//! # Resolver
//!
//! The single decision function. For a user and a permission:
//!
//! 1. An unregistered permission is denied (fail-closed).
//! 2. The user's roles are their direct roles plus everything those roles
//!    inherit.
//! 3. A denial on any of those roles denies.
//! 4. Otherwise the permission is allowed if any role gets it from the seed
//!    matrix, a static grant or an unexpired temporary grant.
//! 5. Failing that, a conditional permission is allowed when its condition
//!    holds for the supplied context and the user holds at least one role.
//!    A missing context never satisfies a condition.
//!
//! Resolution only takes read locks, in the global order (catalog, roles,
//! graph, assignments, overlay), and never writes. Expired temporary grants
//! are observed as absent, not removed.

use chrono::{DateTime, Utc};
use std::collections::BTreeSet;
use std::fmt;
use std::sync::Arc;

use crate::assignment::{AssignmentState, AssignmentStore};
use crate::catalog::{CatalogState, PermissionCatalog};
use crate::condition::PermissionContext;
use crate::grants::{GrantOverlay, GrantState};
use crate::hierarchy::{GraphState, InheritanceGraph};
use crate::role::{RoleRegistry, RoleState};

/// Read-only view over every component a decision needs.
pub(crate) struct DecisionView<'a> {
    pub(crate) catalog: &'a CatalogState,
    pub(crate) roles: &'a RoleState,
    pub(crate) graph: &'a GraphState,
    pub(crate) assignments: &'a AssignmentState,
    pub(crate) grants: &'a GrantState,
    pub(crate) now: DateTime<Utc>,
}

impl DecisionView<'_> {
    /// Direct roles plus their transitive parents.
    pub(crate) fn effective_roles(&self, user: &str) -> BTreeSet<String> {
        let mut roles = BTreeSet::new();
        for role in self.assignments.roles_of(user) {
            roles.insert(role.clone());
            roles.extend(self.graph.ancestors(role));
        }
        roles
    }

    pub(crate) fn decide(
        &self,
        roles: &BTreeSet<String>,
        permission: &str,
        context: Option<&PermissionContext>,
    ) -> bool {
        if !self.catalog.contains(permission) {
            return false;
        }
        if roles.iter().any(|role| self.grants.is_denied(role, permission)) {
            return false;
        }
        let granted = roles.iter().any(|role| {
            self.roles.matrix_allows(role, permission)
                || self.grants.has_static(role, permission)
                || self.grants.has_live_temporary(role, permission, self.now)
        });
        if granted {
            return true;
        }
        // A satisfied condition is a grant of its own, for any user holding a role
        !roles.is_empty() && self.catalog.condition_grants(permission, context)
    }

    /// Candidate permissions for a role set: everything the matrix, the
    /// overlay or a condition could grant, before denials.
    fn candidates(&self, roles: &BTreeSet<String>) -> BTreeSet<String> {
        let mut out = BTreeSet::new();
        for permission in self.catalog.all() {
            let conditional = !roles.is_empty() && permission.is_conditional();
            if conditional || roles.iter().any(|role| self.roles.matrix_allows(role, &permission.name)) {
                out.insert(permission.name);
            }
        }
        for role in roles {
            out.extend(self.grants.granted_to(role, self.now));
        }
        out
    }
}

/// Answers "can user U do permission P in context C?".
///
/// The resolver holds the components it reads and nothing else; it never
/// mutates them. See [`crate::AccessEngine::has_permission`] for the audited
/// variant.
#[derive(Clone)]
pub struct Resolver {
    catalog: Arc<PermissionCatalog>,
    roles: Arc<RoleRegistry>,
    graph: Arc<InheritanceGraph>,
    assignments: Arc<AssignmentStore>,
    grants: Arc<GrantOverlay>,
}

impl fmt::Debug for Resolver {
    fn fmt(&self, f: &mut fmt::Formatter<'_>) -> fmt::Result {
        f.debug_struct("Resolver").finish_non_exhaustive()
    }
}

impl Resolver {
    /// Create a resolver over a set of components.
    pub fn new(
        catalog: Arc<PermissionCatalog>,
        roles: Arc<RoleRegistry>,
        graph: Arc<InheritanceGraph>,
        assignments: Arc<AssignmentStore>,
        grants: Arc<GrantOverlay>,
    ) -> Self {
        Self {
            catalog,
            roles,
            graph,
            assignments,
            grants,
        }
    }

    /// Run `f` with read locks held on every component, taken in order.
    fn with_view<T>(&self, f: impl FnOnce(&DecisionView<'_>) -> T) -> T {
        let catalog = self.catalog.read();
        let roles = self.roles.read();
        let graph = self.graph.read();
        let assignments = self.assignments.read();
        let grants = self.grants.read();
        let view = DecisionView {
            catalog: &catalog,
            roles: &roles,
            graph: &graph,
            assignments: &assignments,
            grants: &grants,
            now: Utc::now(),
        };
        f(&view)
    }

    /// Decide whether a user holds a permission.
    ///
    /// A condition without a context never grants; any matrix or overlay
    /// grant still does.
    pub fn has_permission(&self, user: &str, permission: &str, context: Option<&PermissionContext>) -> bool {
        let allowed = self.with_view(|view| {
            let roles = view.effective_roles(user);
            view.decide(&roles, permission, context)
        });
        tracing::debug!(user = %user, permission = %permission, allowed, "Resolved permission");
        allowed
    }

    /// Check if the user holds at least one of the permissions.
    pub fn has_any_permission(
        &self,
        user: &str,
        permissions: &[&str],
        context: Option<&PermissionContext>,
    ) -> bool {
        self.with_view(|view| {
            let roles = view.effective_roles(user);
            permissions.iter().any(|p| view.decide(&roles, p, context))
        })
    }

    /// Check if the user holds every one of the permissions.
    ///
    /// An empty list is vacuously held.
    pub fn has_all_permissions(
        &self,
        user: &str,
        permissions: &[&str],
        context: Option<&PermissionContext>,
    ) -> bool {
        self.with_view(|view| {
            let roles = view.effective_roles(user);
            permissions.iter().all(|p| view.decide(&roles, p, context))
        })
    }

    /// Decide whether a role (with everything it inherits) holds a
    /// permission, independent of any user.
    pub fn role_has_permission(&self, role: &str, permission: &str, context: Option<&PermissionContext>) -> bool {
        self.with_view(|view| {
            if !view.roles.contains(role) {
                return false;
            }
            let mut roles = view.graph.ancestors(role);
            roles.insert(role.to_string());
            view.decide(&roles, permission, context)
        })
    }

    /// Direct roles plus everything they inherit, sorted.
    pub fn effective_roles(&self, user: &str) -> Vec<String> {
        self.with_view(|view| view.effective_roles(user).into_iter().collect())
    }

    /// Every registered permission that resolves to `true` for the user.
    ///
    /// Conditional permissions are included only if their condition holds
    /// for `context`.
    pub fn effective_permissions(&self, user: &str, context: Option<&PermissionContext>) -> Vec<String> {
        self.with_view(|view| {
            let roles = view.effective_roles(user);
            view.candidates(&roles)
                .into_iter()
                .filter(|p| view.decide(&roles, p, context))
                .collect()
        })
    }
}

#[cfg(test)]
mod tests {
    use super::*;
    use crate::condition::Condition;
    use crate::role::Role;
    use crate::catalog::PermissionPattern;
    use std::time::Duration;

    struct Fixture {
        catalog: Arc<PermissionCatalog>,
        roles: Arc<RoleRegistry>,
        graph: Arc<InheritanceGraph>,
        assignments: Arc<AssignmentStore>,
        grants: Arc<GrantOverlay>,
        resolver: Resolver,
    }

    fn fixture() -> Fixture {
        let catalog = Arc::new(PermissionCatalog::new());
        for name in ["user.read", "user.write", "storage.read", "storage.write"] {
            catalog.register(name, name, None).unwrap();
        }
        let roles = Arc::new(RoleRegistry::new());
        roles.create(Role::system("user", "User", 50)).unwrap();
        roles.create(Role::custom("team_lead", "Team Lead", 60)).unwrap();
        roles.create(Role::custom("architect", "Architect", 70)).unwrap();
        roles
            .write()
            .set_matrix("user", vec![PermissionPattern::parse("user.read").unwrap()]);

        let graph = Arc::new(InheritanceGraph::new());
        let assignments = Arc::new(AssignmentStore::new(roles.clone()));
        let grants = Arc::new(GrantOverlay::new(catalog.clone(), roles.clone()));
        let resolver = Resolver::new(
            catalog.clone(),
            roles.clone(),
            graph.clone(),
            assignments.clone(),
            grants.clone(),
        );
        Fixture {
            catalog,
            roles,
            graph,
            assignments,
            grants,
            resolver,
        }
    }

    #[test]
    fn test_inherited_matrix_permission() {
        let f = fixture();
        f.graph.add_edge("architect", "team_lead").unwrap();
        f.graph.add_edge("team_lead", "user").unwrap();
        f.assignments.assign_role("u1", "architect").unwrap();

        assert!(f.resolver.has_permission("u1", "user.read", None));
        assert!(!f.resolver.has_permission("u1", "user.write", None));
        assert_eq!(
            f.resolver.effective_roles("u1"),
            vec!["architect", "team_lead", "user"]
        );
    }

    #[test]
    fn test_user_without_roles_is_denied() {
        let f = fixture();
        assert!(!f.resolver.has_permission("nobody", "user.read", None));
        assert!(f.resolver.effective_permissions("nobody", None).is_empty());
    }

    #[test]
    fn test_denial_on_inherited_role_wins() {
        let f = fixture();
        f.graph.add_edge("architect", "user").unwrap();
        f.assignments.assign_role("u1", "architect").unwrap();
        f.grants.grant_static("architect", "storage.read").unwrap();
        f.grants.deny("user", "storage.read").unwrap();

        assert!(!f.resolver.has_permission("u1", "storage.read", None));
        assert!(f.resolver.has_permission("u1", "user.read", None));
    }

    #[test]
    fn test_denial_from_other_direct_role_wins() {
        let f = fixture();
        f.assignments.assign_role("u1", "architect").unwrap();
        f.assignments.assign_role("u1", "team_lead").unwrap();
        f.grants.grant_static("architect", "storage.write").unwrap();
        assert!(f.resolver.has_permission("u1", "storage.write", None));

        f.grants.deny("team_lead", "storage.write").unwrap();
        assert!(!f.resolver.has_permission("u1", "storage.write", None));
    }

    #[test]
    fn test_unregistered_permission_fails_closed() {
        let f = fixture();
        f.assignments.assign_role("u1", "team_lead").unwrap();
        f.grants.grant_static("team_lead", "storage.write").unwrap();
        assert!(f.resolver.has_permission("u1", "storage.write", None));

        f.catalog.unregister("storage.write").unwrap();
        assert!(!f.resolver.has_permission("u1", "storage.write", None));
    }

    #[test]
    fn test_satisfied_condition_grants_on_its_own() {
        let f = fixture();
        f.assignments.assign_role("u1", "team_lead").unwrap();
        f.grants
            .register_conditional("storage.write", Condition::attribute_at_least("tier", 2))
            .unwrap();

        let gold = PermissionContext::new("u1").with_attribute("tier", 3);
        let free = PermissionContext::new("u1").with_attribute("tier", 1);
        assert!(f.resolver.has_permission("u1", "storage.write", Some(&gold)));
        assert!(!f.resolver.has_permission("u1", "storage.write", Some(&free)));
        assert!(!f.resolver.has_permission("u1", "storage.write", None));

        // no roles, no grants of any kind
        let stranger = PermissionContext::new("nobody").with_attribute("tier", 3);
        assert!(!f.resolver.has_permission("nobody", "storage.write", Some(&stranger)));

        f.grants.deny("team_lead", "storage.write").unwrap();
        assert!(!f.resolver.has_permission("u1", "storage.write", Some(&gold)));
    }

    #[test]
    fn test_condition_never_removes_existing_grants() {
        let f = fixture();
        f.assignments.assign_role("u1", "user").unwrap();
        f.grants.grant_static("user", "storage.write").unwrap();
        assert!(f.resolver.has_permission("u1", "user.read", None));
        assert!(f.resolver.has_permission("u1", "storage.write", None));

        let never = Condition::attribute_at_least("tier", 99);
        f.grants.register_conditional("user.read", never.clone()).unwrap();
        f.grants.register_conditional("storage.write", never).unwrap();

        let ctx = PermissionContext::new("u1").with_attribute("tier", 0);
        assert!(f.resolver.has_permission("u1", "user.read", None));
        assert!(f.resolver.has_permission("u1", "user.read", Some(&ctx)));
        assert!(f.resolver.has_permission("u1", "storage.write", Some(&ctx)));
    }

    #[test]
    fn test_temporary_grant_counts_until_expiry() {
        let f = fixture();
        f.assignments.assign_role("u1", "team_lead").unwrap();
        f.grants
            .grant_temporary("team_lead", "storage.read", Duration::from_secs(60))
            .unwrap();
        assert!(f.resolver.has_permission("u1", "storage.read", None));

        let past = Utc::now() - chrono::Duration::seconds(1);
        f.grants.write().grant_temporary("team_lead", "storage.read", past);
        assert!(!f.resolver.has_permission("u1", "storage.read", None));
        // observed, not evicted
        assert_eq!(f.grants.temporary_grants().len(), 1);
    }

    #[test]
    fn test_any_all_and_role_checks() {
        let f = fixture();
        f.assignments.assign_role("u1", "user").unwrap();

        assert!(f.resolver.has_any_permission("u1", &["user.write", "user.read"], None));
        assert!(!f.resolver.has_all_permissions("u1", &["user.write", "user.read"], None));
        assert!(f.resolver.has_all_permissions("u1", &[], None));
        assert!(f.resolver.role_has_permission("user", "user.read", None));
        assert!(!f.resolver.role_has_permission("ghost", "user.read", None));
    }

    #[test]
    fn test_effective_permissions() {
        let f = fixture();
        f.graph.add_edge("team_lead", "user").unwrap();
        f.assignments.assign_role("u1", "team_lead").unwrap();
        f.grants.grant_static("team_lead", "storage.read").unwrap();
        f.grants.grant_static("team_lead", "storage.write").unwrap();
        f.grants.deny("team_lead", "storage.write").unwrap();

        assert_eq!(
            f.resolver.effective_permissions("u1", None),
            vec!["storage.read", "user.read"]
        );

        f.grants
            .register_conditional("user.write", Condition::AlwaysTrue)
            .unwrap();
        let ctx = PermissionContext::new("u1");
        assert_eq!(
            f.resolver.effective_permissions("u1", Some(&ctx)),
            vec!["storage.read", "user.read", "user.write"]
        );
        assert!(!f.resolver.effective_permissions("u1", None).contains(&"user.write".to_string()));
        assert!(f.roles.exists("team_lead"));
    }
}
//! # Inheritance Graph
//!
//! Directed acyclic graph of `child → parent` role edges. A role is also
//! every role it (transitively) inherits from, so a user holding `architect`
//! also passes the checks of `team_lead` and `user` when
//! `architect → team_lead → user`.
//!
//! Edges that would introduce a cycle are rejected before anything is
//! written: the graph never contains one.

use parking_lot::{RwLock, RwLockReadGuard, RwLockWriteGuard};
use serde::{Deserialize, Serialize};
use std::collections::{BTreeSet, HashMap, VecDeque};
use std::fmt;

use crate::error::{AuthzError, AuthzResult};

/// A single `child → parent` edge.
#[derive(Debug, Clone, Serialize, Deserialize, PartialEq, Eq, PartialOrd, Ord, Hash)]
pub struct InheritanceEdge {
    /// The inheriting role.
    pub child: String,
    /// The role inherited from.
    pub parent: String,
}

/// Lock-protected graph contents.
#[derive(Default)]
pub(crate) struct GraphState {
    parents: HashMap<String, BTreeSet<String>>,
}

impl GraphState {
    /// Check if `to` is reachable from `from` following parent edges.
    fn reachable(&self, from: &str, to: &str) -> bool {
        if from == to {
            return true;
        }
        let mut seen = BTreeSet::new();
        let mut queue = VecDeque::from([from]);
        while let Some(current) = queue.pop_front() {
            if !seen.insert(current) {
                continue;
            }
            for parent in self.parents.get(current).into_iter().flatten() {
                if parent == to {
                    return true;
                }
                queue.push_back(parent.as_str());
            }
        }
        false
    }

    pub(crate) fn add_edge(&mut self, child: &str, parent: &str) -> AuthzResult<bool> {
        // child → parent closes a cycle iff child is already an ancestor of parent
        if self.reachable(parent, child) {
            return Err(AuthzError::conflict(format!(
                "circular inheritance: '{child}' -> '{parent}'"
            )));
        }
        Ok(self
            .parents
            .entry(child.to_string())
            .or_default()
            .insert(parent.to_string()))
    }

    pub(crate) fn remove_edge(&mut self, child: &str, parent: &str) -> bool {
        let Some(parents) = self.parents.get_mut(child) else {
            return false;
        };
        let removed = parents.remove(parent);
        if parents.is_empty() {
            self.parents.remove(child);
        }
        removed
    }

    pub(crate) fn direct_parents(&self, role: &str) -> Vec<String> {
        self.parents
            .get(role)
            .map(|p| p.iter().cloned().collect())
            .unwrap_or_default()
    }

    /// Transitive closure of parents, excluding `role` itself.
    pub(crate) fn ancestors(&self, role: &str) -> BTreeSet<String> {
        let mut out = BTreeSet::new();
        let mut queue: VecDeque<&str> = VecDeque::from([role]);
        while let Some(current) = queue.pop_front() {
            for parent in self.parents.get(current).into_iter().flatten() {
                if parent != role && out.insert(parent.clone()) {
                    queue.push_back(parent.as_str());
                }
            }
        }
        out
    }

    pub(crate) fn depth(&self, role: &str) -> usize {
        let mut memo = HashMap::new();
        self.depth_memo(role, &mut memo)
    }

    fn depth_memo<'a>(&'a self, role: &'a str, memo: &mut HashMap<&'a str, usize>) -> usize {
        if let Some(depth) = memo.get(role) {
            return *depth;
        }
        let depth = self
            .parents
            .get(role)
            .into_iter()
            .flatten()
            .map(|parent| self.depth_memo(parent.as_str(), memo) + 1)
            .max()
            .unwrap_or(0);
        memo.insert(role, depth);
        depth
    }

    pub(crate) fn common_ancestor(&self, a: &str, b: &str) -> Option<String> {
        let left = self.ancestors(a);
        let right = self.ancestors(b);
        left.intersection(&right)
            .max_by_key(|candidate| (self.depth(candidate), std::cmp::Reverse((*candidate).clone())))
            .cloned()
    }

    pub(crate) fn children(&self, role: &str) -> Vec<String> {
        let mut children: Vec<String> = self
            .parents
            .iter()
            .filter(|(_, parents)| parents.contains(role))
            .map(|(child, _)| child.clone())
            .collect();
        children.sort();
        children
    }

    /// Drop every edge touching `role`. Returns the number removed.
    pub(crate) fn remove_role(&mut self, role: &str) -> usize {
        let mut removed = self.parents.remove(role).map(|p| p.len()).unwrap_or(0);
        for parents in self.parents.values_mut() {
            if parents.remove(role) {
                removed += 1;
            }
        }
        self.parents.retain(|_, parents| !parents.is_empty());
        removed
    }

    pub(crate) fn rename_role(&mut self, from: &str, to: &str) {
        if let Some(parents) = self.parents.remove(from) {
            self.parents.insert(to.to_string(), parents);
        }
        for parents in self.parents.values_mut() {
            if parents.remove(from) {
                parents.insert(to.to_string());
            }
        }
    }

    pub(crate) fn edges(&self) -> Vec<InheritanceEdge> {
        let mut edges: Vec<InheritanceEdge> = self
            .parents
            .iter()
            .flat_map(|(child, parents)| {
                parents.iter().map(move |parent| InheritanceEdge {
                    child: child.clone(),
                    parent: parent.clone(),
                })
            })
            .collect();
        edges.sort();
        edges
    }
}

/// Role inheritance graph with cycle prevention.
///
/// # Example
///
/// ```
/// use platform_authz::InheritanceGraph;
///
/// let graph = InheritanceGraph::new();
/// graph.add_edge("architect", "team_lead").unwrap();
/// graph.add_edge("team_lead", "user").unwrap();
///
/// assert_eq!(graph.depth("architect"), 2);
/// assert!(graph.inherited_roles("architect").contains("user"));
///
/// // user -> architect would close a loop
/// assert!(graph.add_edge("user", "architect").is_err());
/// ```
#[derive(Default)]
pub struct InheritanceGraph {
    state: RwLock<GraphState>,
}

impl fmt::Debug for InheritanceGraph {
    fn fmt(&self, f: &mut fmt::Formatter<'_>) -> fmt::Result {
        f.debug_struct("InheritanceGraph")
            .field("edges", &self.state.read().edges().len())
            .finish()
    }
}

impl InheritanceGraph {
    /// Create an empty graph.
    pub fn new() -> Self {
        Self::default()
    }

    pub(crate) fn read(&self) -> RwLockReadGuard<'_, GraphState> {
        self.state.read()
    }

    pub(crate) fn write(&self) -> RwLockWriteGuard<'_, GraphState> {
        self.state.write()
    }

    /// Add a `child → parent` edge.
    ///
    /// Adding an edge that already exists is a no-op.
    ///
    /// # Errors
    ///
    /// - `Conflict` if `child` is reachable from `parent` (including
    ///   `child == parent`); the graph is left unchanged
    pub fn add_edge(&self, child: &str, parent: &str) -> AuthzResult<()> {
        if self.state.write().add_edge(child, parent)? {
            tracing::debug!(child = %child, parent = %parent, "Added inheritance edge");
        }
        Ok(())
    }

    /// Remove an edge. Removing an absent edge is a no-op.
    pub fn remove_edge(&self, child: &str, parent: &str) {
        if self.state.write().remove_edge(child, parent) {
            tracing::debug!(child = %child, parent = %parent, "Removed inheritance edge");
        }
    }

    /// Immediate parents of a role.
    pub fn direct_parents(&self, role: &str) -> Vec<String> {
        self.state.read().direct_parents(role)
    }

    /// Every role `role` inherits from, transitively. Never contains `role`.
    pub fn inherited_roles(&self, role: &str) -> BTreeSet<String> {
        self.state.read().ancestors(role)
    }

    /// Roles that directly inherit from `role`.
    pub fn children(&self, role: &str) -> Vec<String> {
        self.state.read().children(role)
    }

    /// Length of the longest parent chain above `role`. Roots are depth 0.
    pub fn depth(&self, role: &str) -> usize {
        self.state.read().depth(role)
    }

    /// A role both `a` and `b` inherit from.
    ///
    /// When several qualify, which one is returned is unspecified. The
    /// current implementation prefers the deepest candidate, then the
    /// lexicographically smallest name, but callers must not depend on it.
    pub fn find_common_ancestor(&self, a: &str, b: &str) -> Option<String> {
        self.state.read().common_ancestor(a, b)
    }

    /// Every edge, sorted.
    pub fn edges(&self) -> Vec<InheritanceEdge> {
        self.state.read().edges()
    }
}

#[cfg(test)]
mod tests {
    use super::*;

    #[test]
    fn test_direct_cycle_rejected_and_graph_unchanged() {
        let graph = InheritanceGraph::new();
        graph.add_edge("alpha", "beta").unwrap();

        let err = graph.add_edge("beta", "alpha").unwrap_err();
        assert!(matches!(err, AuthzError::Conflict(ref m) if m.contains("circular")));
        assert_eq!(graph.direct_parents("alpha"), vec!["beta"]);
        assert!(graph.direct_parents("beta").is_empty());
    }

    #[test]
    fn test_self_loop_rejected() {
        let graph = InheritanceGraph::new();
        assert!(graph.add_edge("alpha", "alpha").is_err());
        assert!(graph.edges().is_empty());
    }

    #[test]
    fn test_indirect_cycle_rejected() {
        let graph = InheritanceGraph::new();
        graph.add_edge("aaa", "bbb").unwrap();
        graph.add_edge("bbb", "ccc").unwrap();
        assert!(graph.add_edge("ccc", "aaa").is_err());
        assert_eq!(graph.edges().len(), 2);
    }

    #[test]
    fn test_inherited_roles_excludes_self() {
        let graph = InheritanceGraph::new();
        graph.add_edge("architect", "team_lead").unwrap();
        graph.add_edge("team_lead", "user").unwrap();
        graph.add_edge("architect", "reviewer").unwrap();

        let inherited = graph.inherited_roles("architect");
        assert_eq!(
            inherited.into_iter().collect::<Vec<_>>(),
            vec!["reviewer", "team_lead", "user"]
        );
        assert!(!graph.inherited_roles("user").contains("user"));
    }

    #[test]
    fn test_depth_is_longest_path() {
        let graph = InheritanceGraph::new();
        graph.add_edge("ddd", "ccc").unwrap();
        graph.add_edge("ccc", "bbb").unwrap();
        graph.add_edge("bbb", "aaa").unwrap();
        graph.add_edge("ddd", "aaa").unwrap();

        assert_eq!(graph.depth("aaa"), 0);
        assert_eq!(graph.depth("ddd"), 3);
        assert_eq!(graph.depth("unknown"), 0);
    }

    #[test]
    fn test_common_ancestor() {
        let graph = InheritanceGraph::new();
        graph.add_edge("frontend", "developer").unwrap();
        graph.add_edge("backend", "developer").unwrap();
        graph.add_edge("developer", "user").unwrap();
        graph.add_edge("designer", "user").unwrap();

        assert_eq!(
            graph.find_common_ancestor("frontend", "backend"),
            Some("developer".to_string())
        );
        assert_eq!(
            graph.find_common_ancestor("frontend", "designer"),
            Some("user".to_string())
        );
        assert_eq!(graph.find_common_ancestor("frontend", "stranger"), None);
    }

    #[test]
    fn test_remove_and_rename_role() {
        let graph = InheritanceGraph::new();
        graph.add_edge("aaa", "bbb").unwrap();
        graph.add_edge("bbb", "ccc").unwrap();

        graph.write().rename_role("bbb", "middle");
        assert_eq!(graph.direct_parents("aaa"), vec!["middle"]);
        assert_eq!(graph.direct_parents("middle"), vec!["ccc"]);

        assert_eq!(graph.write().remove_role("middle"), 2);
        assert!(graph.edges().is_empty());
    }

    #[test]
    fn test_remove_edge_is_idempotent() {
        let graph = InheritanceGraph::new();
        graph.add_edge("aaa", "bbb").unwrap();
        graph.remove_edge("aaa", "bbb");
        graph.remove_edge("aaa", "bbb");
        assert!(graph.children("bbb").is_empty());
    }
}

EXERCISE BRIEF: Each line from the top of the records through the one with "from the seed" should be returned exactly. Leave out everything else.

REPLY TO THE TASK:
//! # Resolver
//!
//! The single decision function. For a user and a permission:
//!
//! 1. An unregistered permission is denied (fail-closed).
//! 2. The user's roles are their direct roles plus everything those roles
//!    inherit.
//! 3. A denial on any of those roles denies.
//! 4. Otherwise the permission is allowed if any role gets it from the seed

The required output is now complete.